Вера Новицкая - Хорошо жить на свете!
Ну, разве не прелесть? И как он чудно говорит, точно и в самом деле ему холодно, будто даже слезы слышались в его голосе! Молодец Митя! И добрый он какой: ему пришло в голову подумать, как скверно бедным маленьким нищим, a я вот, сколько раз их тоже видела, a не задумывалась; пройдешь мимо и забудешь. Теперь я всегда-всегда буду подавать бедным детям.
Митины стихи и как он их говорил всем понравились; мой папа даже расцеловал его и сказал, что из него выйдет, может быть, второй Пушкин.
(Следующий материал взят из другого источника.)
#![allow(dead_code)]

use num_complex::Complex64;
use rand::rngs::SmallRng;
use vmc_sampler::machine::Machine;
use vmc_sampler::operator::LocalOperator;
use vmc_sampler::sampler::ExactSampler;

/// `log psi = sum_i h_i v_i + J sum_i v_i v_{i+1} + i phase(v)`
#[derive(Debug, Clone)]
pub struct IsingChain {
    pub fields: Vec<f64>,
    pub coupling: f64,
    pub local: Vec<f64>,
}

impl IsingChain {
    pub fn new(fields: Vec<f64>, coupling: f64) -> Self {
        Self {
            fields,
            coupling,
            local: vec![-1.0, 1.0],
        }
    }
}

impl Machine for IsingChain {
    fn n_visible(&self) -> usize {
        self.fields.len()
    }

    fn local_states(&self) -> &[f64] {
        &self.local
    }

    fn log_val(&self, v: &[f64]) -> Complex64 {
        let field: f64 = v.iter().zip(self.fields.iter()).map(|(a, b)| a * b).sum();
        let bonds: f64 = v.windows(2).map(|w| w[0] * w[1]).sum();
        let phase: f64 = v.iter().enumerate().map(|(i, x)| 0.1 * i as f64 * x).sum();
        Complex64::new(field + self.coupling * bonds, phase)
    }
}

/// Every configuration has the same amplitude.
#[derive(Debug, Clone)]
pub struct FlatMachine {
    pub n: usize,
    pub local: Vec<f64>,
}

impl Machine for FlatMachine {
    fn n_visible(&self) -> usize {
        self.n
    }

    fn local_states(&self) -> &[f64] {
        &self.local
    }

    fn log_val(&self, _v: &[f64]) -> Complex64 {
        Complex64::new(-0.5, 0.25)
    }
}

/// Two well separated modes, all up and all down.
#[derive(Debug, Clone)]
pub struct TwoModes {
    pub n: usize,
    pub local: Vec<f64>,
    pub bias: f64,
}

impl Machine for TwoModes {
    fn n_visible(&self) -> usize {
        self.n
    }

    fn local_states(&self) -> &[f64] {
        &self.local
    }

    fn log_val(&self, v: &[f64]) -> Complex64 {
        let m: f64 = v.iter().sum();
        Complex64::new(0.5 * m * m + self.bias * m, 0.0)
    }
}

pub fn sigma_x() -> Vec<Vec<f64>> {
    vec![vec![0.0, 1.0], vec![1.0, 0.0]]
}

/// Transverse field on every site plus a two site term with configuration dependent
/// off-diagonal magnitudes on the first bond.
pub fn uneven_hamiltonian(n: usize) -> LocalOperator {
    let pair = vec![
        vec![0.0, 0.0, 0.0, 2.0],
        vec![0.0, 0.0, 0.5, 0.0],
        vec![0.0, 0.5, 0.0, 0.0],
        vec![2.0, 0.0, 0.0, 0.0],
    ];
    let mut op = LocalOperator::new(vec![-1.0, 1.0]);
    for i in 0..n {
        op.push_term(sigma_x(), vec![i]).unwrap();
    }
    op.push_term(pair, vec![0, 1]).unwrap();
    op
}

/// Empirical frequencies of the configurations visited after each sweep.
pub fn visit_frequencies<M, F>(
    exact: &ExactSampler<'_, M, SmallRng>,
    n_sweeps: usize,
    mut sweep: F,
) -> Vec<f64>
where
    M: Machine + ?Sized,
    F: FnMut() -> Vec<f64>,
{
    let mut counts = vec![0usize; exact.probabilities().len()];
    for _ in 0..n_sweeps {
        let v = sweep();
        let indx = exact.index_of_state(&v).unwrap();
        counts[indx] += 1;
    }
    counts
        .into_iter()
        .map(|c| c as f64 / n_sweeps as f64)
        .collect()
}

/// Largest absolute difference between two distributions.
pub fn max_deviation(a: &[f64], b: &[f64]) -> f64 {
    a.iter()
        .zip(b.iter())
        .map(|(x, y)| (x - y).abs())
        .fold(0.0, f64::max)
}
Потом Сережа говорил «Спор» Лермонтова; ну, это всякий знает, даже в моей хрестоматии есть. После «Спора» мы опять пели все вместе «Ой-ой-ой, как мороз все окошки занес»… Затем вышла я декламировать. Вот сюрпризец устроила я своей мамочке!.. Она однажды читала мне свои стихи, которые она еще сочинила, когда в гимназии была, на смерть Императора Александра Н. Мне они очень понравились, и я их стащила, чтобы переписать; но переписать мне было лень, и я выучила их наизусть. Стихи чудные, и потом в них говорится про этого милого государя; a я так люблю его, такой он был добрый! Я так плакала, когда мамочка рассказывала мне о его смерти, как злые люди убили его!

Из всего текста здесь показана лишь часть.